2) Particle size of 25-150 microns

3) Contains functional groups capable of exchanging ions and/or ionic groups.

4) Insoluble in all solvents at all pH

5) Not absorbed by the body

6) Do not have a defined molecular weight

Mechanism

The ion exchange phenomenon is driven by electrostatic interactions between the resins and oppositely charges drugs ⁴ . The driving force behind this exchange is due to the electronic differences between the ions. The reversibility of this interaction is exploited in oral drug delivery in which the resins may carry the drug and release the payload in a certain region of the git due to a pH change or presence of competing ion.

Factors Affecting Loading of Drug onto Resins

1. Crosslinkage of Resin - Crosslinkage of Resins affects porosity and swelling properties of resins.  Low crosslinkage agents swell remarkably upon hydration. .  Higher grades have finer pore structure thus reducing loading efficiency with increase in crosslinking. Low crosslinkage increases the loading efficiency but also increases release rates ⁵ .

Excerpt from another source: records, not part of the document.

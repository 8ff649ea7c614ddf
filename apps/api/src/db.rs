use anyhow::Result;
use sqlx::postgres::PgPoolOptions;
use sqlx::PgPool;
use tracing::info;

/// Creates and returns a PostgreSQL connection pool.
pub async fn create_pool(database_url: &str) -> Result<PgPool> {
    info!("Connecting to PostgreSQL...");

    let pool = PgPoolOptions::new()
        .max_connections(10)
        .connect(database_url)
        .await?;

    info!("PostgreSQL connection pool established");
    Ok(pool)
}

/// Creates the schema if it does not exist yet. The store is one collection
/// of per-user records keyed by `user_id`; there is no migration path.
pub async fn ensure_schema(pool: &PgPool) -> Result<()> {
    sqlx::query(
        r#"
        CREATE TABLE IF NOT EXISTS user_profiles (
            user_id TEXT PRIMARY KEY,
            email TEXT NOT NULL,
            resume_text TEXT,
            interests JSONB NOT NULL DEFAULT '[]'::jsonb,
            career_goal TEXT,
            analysis_result JSONB,
            updated_at TIMESTAMPTZ NOT NULL DEFAULT NOW()
        )
        "#,
    )
    .execute(pool)
    .await?;

    info!("Database schema ensured");
    Ok(())
}
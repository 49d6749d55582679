//! Configuration types for ingredient text analysis.
//!
//! [`AnalyzerConfig`] controls how free-text ingredient lists are normalized
//! and split into terms before they reach the vector space.
//!
//! # Versioning
//!
//! Any change to analysis behavior that moves scores must come with a version
//! bump, so stored scores can be traced back to the analyzer that produced
//! them.
//!
//! # Examples
//!
//! ```rust
//! use canonical::AnalyzerConfig;
//!
//! let config = AnalyzerConfig::default();
//! assert_eq!(config.version, 1);
//! assert!(config.lowercase);
//! assert_eq!(config.min_token_chars, 2);
//! ```
//!
//! ## Dropping filler words
//!
//! ```rust
//! use canonical::AnalyzerConfig;
//!
//! let config = AnalyzerConfig::default().with_stop_words(["of", "and", "fresh"]);
//! assert!(config.is_stop_word("fresh"));
//! ```

use std::collections::BTreeSet;

use serde::{Deserialize, Serialize};

use crate::error::CanonicalError;

/// Configuration for the analysis pipeline.
///
/// Cheap to clone and serde-friendly so it can be embedded in the
/// application config file.
///
/// ```json
/// {
///   "version": 1,
///   "normalize_unicode": true,
///   "lowercase": true,
///   "min_token_chars": 2,
///   "stop_words": []
/// }
/// ```
#[derive(Debug, Clone, Serialize, Deserialize, PartialEq, Eq)]
#[serde(default)]
pub struct AnalyzerConfig {
    /// Version of the analysis behavior. Must be >= 1.
    pub version: u32,

    /// Apply Unicode NFKC normalization before case folding.
    ///
    /// With normalization on, `"Jalape\u{00F1}o"` and `"Jalapen\u{0303}o"`
    /// produce the same term.
    pub normalize_unicode: bool,

    /// Apply locale-free Unicode lowercasing.
    ///
    /// Query and corpus are always analyzed with the same config, so
    /// `"Tomato"` and `"tomato"` only collapse into one term when this is on.
    pub lowercase: bool,

    /// Minimum number of characters a word needs to become a term.
    ///
    /// The default of 2 drops stray single letters such as the "s" left
    /// behind by `"tomato's"`.
    pub min_token_chars: usize,

    /// Terms removed after tokenization. Compared against the normalized
    /// token, so entries should be lowercase when `lowercase` is on.
    pub stop_words: BTreeSet<String>,
}

impl AnalyzerConfig {
    /// Replace the stop-word list.
    #[must_use]
    pub fn with_stop_words<I, S>(mut self, words: I) -> Self
    where
        I: IntoIterator<Item = S>,
        S: Into<String>,
    {
        self.stop_words = words.into_iter().map(Into::into).collect();
        self
    }

    /// Returns `true` when `token` is on the stop-word list.
    pub fn is_stop_word(&self, token: &str) -> bool {
        self.stop_words.contains(token)
    }

    /// Validate the configuration.
    pub fn validate(&self) -> Result<(), CanonicalError> {
        if self.version == 0 {
            return Err(CanonicalError::InvalidConfig(
                "config version must be >= 1".into(),
            ));
        }
        if self.min_token_chars == 0 {
            return Err(CanonicalError::InvalidConfig(
                "min_token_chars must be >= 1".into(),
            ));
        }
        Ok(())
    }
}

impl Default for AnalyzerConfig {
    fn default() -> Self {
        Self {
            version: 1,
            normalize_unicode: true,
            lowercase: true,
            min_token_chars: 2,
            stop_words: BTreeSet::new(),
        }
    }
}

2. Particle Size - Particle size does not have effect on drug loading.  It affects only rate of exchange of ions species.  The rate of exchange decreases with bead diameter due to reduction in diffusive path lengths hence larger particle size affords a slow release pattern ⁵ .

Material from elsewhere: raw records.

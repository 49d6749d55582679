use super::*;
use std::sync::atomic::{AtomicUsize, Ordering};
use std::sync::Arc;
use std::thread;
use std::time::Duration;

use crate::metrics::{set_match_metrics, MatchMetrics};

fn doc(id: u32, text: &str) -> Document<u32> {
    Document::new(id, text)
}

fn kitchen_corpus() -> Vec<Document<u32>> {
    vec![
        doc(1, "chicken, rice, garlic, soy sauce"),
        doc(2, "beef, rice, onion, carrots"),
        doc(3, "pasta, tomato, basil, garlic, olive oil"),
        doc(4, "tomato, onion, cucumber, feta"),
        doc(5, "flour, butter, sugar, eggs"),
        doc(6, "rice, coconut milk, mango"),
        doc(7, ""),
    ]
}

fn ids<K: Clone>(hits: &[MatchHit<K>]) -> Vec<K> {
    hits.iter().map(|hit| hit.id.clone()).collect()
}

fn assert_ranked(hits: &[MatchHit<u32>], top_n: usize) {
    assert!(hits.len() <= top_n, "more hits than top_n");
    for hit in hits {
        assert!(hit.score > 0.0, "zero score returned for {}", hit.id);
        assert!(hit.score <= 100.0);
        assert!(hit.similarity > 0.0 && hit.similarity <= 1.0);
    }
    for pair in hits.windows(2) {
        assert!(pair[0].score >= pair[1].score, "scores not descending");
    }
}

#[test]
fn closer_recipe_ranks_first() {
    let corpus = vec![doc(1, "chicken rice garlic"), doc(2, "beef rice onion")];
    let hits = match_documents("rice garlic", &corpus, 5).expect("match");

    assert_eq!(ids(&hits), vec![1, 2]);
    assert!(hits[0].score > hits[1].score);
    assert!(hits[1].score > 0.0);
    // ln-smoothed idf over 3 texts: sim(query, doc1) ~ 0.694, sim(query, doc2) ~ 0.236
    assert!((hits[0].score - 69.4).abs() < 0.1, "got {}", hits[0].score);
    assert!((hits[1].score - 23.6).abs() < 0.1, "got {}", hits[1].score);
}

#[test]
fn no_shared_vocabulary_returns_empty() {
    let corpus = vec![doc(1, "pasta tomato")];
    let hits = match_documents("banana yogurt", &corpus, 5).expect("match");
    assert!(hits.is_empty());
}

#[test]
fn empty_corpus_returns_empty() {
    let corpus: Vec<Document<u32>> = Vec::new();
    for top_n in [1, 5, 100] {
        let hits = match_documents("anything", &corpus, top_n).expect("match");
        assert!(hits.is_empty());
    }
}

#[test]
fn ties_keep_corpus_order_within_top_n() {
    let corpus: Vec<Document<u32>> = (0..10).map(|i| doc(i, "salt")).collect();
    let hits = match_documents("salt", &corpus, 3).expect("match");

    assert_eq!(ids(&hits), vec![0, 1, 2]);
    assert!(hits.iter().all(|hit| hit.score == 100.0));
}

#[test]
fn shared_term_with_varied_extras_sorted_descending() {
    let corpus: Vec<Document<u32>> = (0..10)
        .map(|i| {
            let extras: Vec<String> = (0..i).map(|j| format!("spice{j}")).collect();
            doc(i, &format!("salt {}", extras.join(" ")))
        })
        .collect();
    let hits = match_documents("salt", &corpus, 3).expect("match");

    assert_eq!(hits.len(), 3);
    assert_eq!(ids(&hits), vec![0, 1, 2]);
    assert!(hits[0].score > hits[1].score);
    assert!(hits[1].score > hits[2].score);
}

#[test]
fn equal_scores_preserve_original_order() {
    let corpus = vec![
        doc(10, "salt pepper"),
        doc(20, "salt"),
        doc(30, "salt"),
    ];
    let hits = match_documents("salt", &corpus, 5).expect("match");
    assert_eq!(ids(&hits), vec![20, 30, 10]);
    assert_eq!(hits[0].score, hits[1].score);
}

#[test]
fn case_insensitive_query_and_corpus() {
    let corpus = vec![
        doc(1, "TOMATO, Onion, garlic"),
        doc(2, "tomato sauce"),
        doc(3, "onion rings"),
    ];
    let upper = match_documents("Tomato, Onion", &corpus, 5).expect("upper");
    let lower = match_documents("tomato, onion", &corpus, 5).expect("lower");
    assert_eq!(upper, lower);
    assert_eq!(upper[0].id, 1);
}

#[test]
fn repeated_calls_are_identical() {
    let corpus = kitchen_corpus();
    let first = match_documents("garlic tomato", &corpus, 5).expect("first");
    let second = match_documents("garlic tomato", &corpus, 5).expect("second");
    assert_eq!(first, second);
}

#[test]
fn results_respect_top_n_and_positive_count() {
    let corpus = kitchen_corpus();
    let queries = [
        "rice",
        "garlic tomato onion",
        "eggs",
        "mango coconut rice",
        "nothing shared here",
        "",
    ];
    for query in queries {
        for top_n in [1, 2, 3, 5, 10] {
            let hits = match_documents(query, &corpus, top_n).expect("match");
            assert_ranked(&hits, top_n);

            let all = match_documents(query, &corpus, corpus.len()).expect("all");
            assert!(hits.len() <= all.len());
        }
    }
}

#[test]
fn empty_text_document_never_matches() {
    let corpus = vec![doc(1, ""), doc(2, "  ;  "), doc(3, "rice")];
    let hits = match_documents("rice", &corpus, 5).expect("match");
    assert_eq!(ids(&hits), vec![3]);
}

#[test]
fn all_stop_word_document_never_matches() {
    let analyzer = AnalyzerConfig::default().with_stop_words(["of", "and"]);
    let matcher = Matcher::new(analyzer, MatchConfig::default());
    let corpus = vec![doc(1, "of and"), doc(2, "salt and pepper")];
    let hits = matcher.match_corpus("salt of", &corpus).expect("match");
    assert_eq!(ids(&hits), vec![2]);
}

#[test]
fn empty_query_returns_empty() {
    let hits = match_documents("", &kitchen_corpus(), 5).expect("match");
    assert!(hits.is_empty());
}

#[test]
fn zero_top_n_is_invalid_argument() {
    let err = match_documents("rice", &kitchen_corpus(), 0).expect_err("should fail");
    assert!(matches!(err, MatchError::InvalidArgument(_)));
}

#[test]
fn missing_text_fails_fast() {
    let corpus = vec![
        doc(1, "rice"),
        Document::without_text(2),
        doc(3, "rice beans"),
    ];
    let err = match_documents("rice", &corpus, 5).expect_err("should fail");
    match err {
        MatchError::InvalidInput { position, reason } => {
            assert_eq!(position, 1);
            assert!(reason.contains("missing"));
        }
        other => panic!("unexpected error: {other}"),
    }
}

#[test]
fn case_sensitive_analyzer_rejected() {
    let analyzer = AnalyzerConfig {
        lowercase: false,
        ..Default::default()
    };
    let matcher = Matcher::new(analyzer, MatchConfig::default());
    let err = matcher
        .match_corpus("rice", &kitchen_corpus())
        .expect_err("should fail");
    assert!(matches!(err, MatchError::InvalidConfig(_)));
}

#[test]
fn invalid_analyzer_version_bubbles_up() {
    let analyzer = AnalyzerConfig {
        version: 0,
        ..Default::default()
    };
    let matcher = Matcher::new(analyzer, MatchConfig::default());
    let err = matcher
        .match_corpus("rice", &kitchen_corpus())
        .expect_err("should fail");
    assert!(matches!(err, MatchError::Canonical(_)));
}

#[test]
fn weak_matches_keep_zero_scores_inside_top_n() {
    let corpus = vec![doc(1, "pasta tomato"), doc(2, "rice"), doc(3, "beans")];
    let matcher = Matcher::new(
        AnalyzerConfig::default(),
        MatchConfig {
            top_n: 2,
            include_weak_matches: true,
        },
    );
    let hits = matcher.match_corpus("rice", &corpus).expect("match");
    assert_eq!(ids(&hits), vec![2, 1]);
    assert_eq!(hits[0].score, 100.0);
    assert_eq!(hits[1].score, 0.0);

    let strict = match_documents("rice", &corpus, 2).expect("strict");
    assert_eq!(ids(&strict), vec![2]);
}

fn diluted_salt_corpus() -> Vec<Document<u32>> {
    // One shared term drowned in 50k copies of another: positive similarity
    // that rounds to a 0.00 score.
    let text = format!("salt {}", "pepper ".repeat(50_000));
    vec![doc(1, &text)]
}

#[test]
fn positive_similarity_rounding_to_zero_is_dropped() {
    let hits = match_documents("salt", &diluted_salt_corpus(), 5).expect("match");
    assert!(hits.is_empty());
}

#[test]
fn weak_matches_keep_hits_rounding_to_zero() {
    let matcher = Matcher::new(
        AnalyzerConfig::default(),
        MatchConfig {
            top_n: 5,
            include_weak_matches: true,
        },
    );
    let hits = matcher
        .match_corpus("salt", &diluted_salt_corpus())
        .expect("match");
    assert_eq!(ids(&hits), vec![1]);
    assert_eq!(hits[0].score, 0.0);
    assert!(hits[0].similarity > 0.0 && hits[0].similarity < 5e-5);
}

#[test]
fn ranking_drops_sub_hundredth_similarities() {
    let ranked = rank_similarities(&[0.00004, 0.5, 0.0, 0.0001], &MatchConfig::default());
    assert_eq!(ranked, vec![(1, 0.5), (3, 0.0001)]);
}

#[test]
fn fullwidth_query_matches_plain_text_by_default() {
    let corpus = vec![doc(1, "rice beans"), doc(2, "pasta")];
    let hits = match_documents("\u{FF52}\u{FF49}\u{FF43}\u{FF45}", &corpus, 5).expect("match");
    assert_eq!(ids(&hits), vec![1]);

    let lowercase_only = Matcher::new(
        AnalyzerConfig {
            normalize_unicode: false,
            ..AnalyzerConfig::default()
        },
        MatchConfig::default(),
    );
    let hits = lowercase_only
        .match_corpus("\u{FF52}\u{FF49}\u{FF43}\u{FF45}", &corpus)
        .expect("match");
    assert!(hits.is_empty());
}

#[test]
fn string_identifiers_are_opaque() {
    let corpus = vec![
        Document::new("pad-thai".to_string(), "rice noodles, peanuts, lime"),
        Document::new("risotto".to_string(), "arborio rice, parmesan"),
    ];
    let hits = match_documents("peanuts lime", &corpus, 5).expect("match");
    assert_eq!(ids(&hits), vec!["pad-thai".to_string()]);
}

#[test]
fn corpus_is_not_mutated() {
    let corpus = kitchen_corpus();
    let before = corpus.clone();
    let _ = match_documents("garlic", &corpus, 3).expect("match");
    assert_eq!(corpus, before);
}

#[test]
fn concurrent_matches_agree() {
    let corpus = Arc::new(kitchen_corpus());
    let matcher = Arc::new(Matcher::default());
    let expected = matcher
        .match_corpus("tomato garlic", &corpus)
        .expect("baseline");

    let handles: Vec<_> = (0..8)
        .map(|_| {
            let corpus = Arc::clone(&corpus);
            let matcher = Arc::clone(&matcher);
            thread::spawn(move || matcher.match_corpus("tomato garlic", &corpus))
        })
        .collect();

    for handle in handles {
        let hits = handle.join().expect("thread").expect("match");
        assert_eq!(hits, expected);
    }
}

struct CountingMetrics {
    scans: AtomicUsize,
}

impl MatchMetrics for CountingMetrics {
    fn record_match(
        &self,
        source: MatchSource,
        corpus_size: usize,
        _latency: Duration,
        hit_count: usize,
    ) {
        if source == MatchSource::Scan {
            assert!(hit_count <= corpus_size);
            self.scans.fetch_add(1, Ordering::SeqCst);
        }
    }
}

#[test]
fn metrics_recorder_sees_scans() {
    let recorder = Arc::new(CountingMetrics {
        scans: AtomicUsize::new(0),
    });
    set_match_metrics(Some(recorder.clone()));

    let _ = match_documents("rice", &kitchen_corpus(), 5).expect("match");
    assert!(recorder.scans.load(Ordering::SeqCst) >= 1);

    set_match_metrics(None);
}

3. pH- protonated fractions of moderately weak acid or basic drug and weak functionality resin undergoes change with pH changes thereby increasing/decreasing drug resin interaction and hence loading ⁶ .

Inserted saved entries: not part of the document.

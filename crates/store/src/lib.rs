//! Pantry recipe storage.
//!
//! Holds recipes plus the per-user favorites and ratings that reference them,
//! behind the [`RecipeStore`] trait. The store is the upstream supplier of the
//! matcher's corpus: [`RecipeStore::corpus`] snapshots every recipe's
//! ingredient text in id order.
//!
//! User accounts are not managed here. Callers pass an opaque [`UserId`]
//! obtained from whatever authentication layer they run.
//!
//! ```
//! use store::{InMemoryRecipeStore, NewRecipe, RecipeStore, UserId};
//!
//! let store = InMemoryRecipeStore::new();
//! let soup = store
//!     .insert_recipe(NewRecipe::new("Leek soup", "leek, potato, stock", "Simmer."))
//!     .expect("insert");
//! store.rate_recipe(UserId(1), soup.id, 4, None).expect("rate");
//!
//! assert_eq!(store.corpus().expect("corpus").len(), 1);
//! assert_eq!(store.rating_summary(soup.id).expect("summary").average, 4.0);
//! ```

mod backend;
mod error;
mod seed;
mod types;

pub use crate::backend::{InMemoryRecipeStore, RecipeStore};
pub use crate::error::StoreError;
pub use crate::seed::{load_seed, parse_seed, seed_from_str};
pub use crate::types::{
    Favorite, FavoriteState, NewRecipe, Rating, RatingSummary, Recipe, RecipeId, RecipeUpdate,
    UserId,
};
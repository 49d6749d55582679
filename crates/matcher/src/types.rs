use canonical::CanonicalError;
use serde::{Deserialize, Serialize};
use thiserror::Error;

/// A candidate for matching: an opaque identifier plus its ingredient text.
///
/// `text` is `None` when the upstream record had no text at all (for example
/// `"text": null` in a seed file). The matcher rejects such documents with
/// [`MatchError::InvalidInput`] instead of treating them as empty.
#[derive(Debug, Clone, Serialize, Deserialize, PartialEq, Eq)]
pub struct Document<K> {
    /// Identifier handed back in [`MatchHit::id`].
    pub id: K,
    /// Free-text ingredient list.
    pub text: Option<String>,
}

impl<K> Document<K> {
    /// Document with ingredient text.
    pub fn new(id: K, text: impl Into<String>) -> Self {
        Self {
            id,
            text: Some(text.into()),
        }
    }

    /// Document whose text field is missing upstream.
    pub fn without_text(id: K) -> Self {
        Self { id, text: None }
    }

    pub fn text(&self) -> Option<&str> {
        self.text.as_deref()
    }
}

/// Configuration for a single match call.
///
/// `MatchConfig` is cheap to clone and serde-friendly so it can be embedded
/// in the application config.
#[derive(Debug, Clone, Serialize, Deserialize, PartialEq, Eq)]
#[serde(default)]
pub struct MatchConfig {
    /// Maximum number of hits to return. Must be greater than zero.
    pub top_n: usize,
    /// Report candidates inside the top-N slice even when they share no
    /// vocabulary with the query (score 0.00). Off by default: zero-score
    /// candidates are dropped, which can shorten the result below `top_n`.
    pub include_weak_matches: bool,
}

impl MatchConfig {
    pub const DEFAULT_TOP_N: usize = 5;

    /// Default config with a different result limit.
    pub fn with_top_n(top_n: usize) -> Self {
        Self {
            top_n,
            ..Self::default()
        }
    }

    /// Validate the configuration for a single request.
    pub fn validate(&self) -> Result<(), MatchError> {
        if self.top_n == 0 {
            return Err(MatchError::InvalidArgument(
                "top_n must be greater than zero".into(),
            ));
        }
        Ok(())
    }
}

impl Default for MatchConfig {
    fn default() -> Self {
        Self {
            top_n: Self::DEFAULT_TOP_N,
            include_weak_matches: false,
        }
    }
}

/// A single hit returned by the matcher.
#[derive(Debug, Clone, Serialize, Deserialize, PartialEq)]
pub struct MatchHit<K> {
    /// Identifier of the matched document.
    pub id: K,
    /// Relevance as a percentage in [0, 100], rounded to two decimals.
    pub score: f64,
    /// Raw cosine similarity in [0, 1] the score was derived from.
    pub similarity: f64,
}

impl<K> MatchHit<K> {
    pub(crate) fn from_similarity(id: K, similarity: f64) -> Self {
        Self {
            id,
            score: similarity_to_score(similarity),
            similarity,
        }
    }
}

/// Converts a cosine similarity into a percentage rounded to two decimals.
pub fn similarity_to_score(similarity: f64) -> f64 {
    let percent = similarity * 100.0;
    (percent * 100.0).round() / 100.0
}

/// Errors produced by the matching layer.
#[derive(Debug, Error, Clone, PartialEq)]
pub enum MatchError {
    /// A call argument is out of range (e.g. `top_n == 0`).
    #[error("invalid argument: {0}")]
    InvalidArgument(String),
    /// The matcher configuration cannot honor the matching contract.
    #[error("invalid match config: {0}")]
    InvalidConfig(String),
    /// A corpus document is malformed.
    #[error("invalid input at corpus position {position}: {reason}")]
    InvalidInput { position: usize, reason: String },
    /// Text analysis failed.
    #[error("analysis error: {0}")]
    Canonical(#[from] CanonicalError),
}
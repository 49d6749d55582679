//! JSON seed files for populating a store.
//!
//! Two shapes are accepted: a bare array of recipes, or an object with a
//! `recipes` array.
//!
//! ```json
//! { "recipes": [
//!     { "name": "Garlic rice", "ingredients": "rice, garlic, butter",
//!       "instructions": "Fry garlic, add rice.", "prep_time_minutes": 20 }
//! ] }
//! ```

use std::fs;
use std::path::Path;

use serde::Deserialize;

use crate::backend::RecipeStore;
use crate::error::StoreError;
use crate::types::NewRecipe;

#[derive(Debug, Deserialize)]
#[serde(untagged)]
enum SeedFile {
    List(Vec<NewRecipe>),
    Wrapped { recipes: Vec<NewRecipe> },
}

impl SeedFile {
    fn into_recipes(self) -> Vec<NewRecipe> {
        match self {
            SeedFile::List(recipes) | SeedFile::Wrapped { recipes } => recipes,
        }
    }
}

/// Parse seed JSON into recipe inputs without touching a store.
pub fn parse_seed(json: &str) -> Result<Vec<NewRecipe>, StoreError> {
    let seed: SeedFile = serde_json::from_str(json)?;
    Ok(seed.into_recipes())
}

/// Insert every recipe from `json` into `store`, in file order.
///
/// All recipes are validated before the first insert, so an invalid entry
/// leaves the store untouched. Returns the number of recipes inserted.
pub fn seed_from_str(store: &dyn RecipeStore, json: &str) -> Result<usize, StoreError> {
    let recipes = parse_seed(json)?;
    for (position, recipe) in recipes.iter().enumerate() {
        recipe.validate().map_err(|err| match err {
            StoreError::Validation(msg) => {
                StoreError::Validation(format!("seed entry {position}: {msg}"))
            }
            other => other,
        })?;
    }

    let count = recipes.len();
    for recipe in recipes {
        store.insert_recipe(recipe)?;
    }
    tracing::info!(recipes = count, "store seeded");
    Ok(count)
}

/// Read a seed file from disk and insert its recipes into `store`.
pub fn load_seed(store: &dyn RecipeStore, path: impl AsRef<Path>) -> Result<usize, StoreError> {
    let path = path.as_ref();
    let json = fs::read_to_string(path).map_err(|source| StoreError::SeedRead {
        path: path.to_path_buf(),
        source,
    })?;
    seed_from_str(store, &json)
}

4. Form of Resin – It was found that resins of H ⁺ form have high loading capacity, as it possesses lower pH value than Na ⁺ . It has been found that drugs loaded onto H ⁺ form of resin degrades while that a Na ⁺ form does not degrade ⁶ .

5. Size of exchanging ions- larger the size of exchanging ions, slower will be the    diffusion rates and release ⁷ .

6. Selectivity of Counter ions – The ions with low selectivity for resins such as H ⁺ gets replaced easily resulting in higher drug loading ⁸ .

7. Mixing Time – Drug loading increases rapidly in the initial 9 h and further increases between 20-30 h. probably because of surface absorptive phenomenon ⁹ .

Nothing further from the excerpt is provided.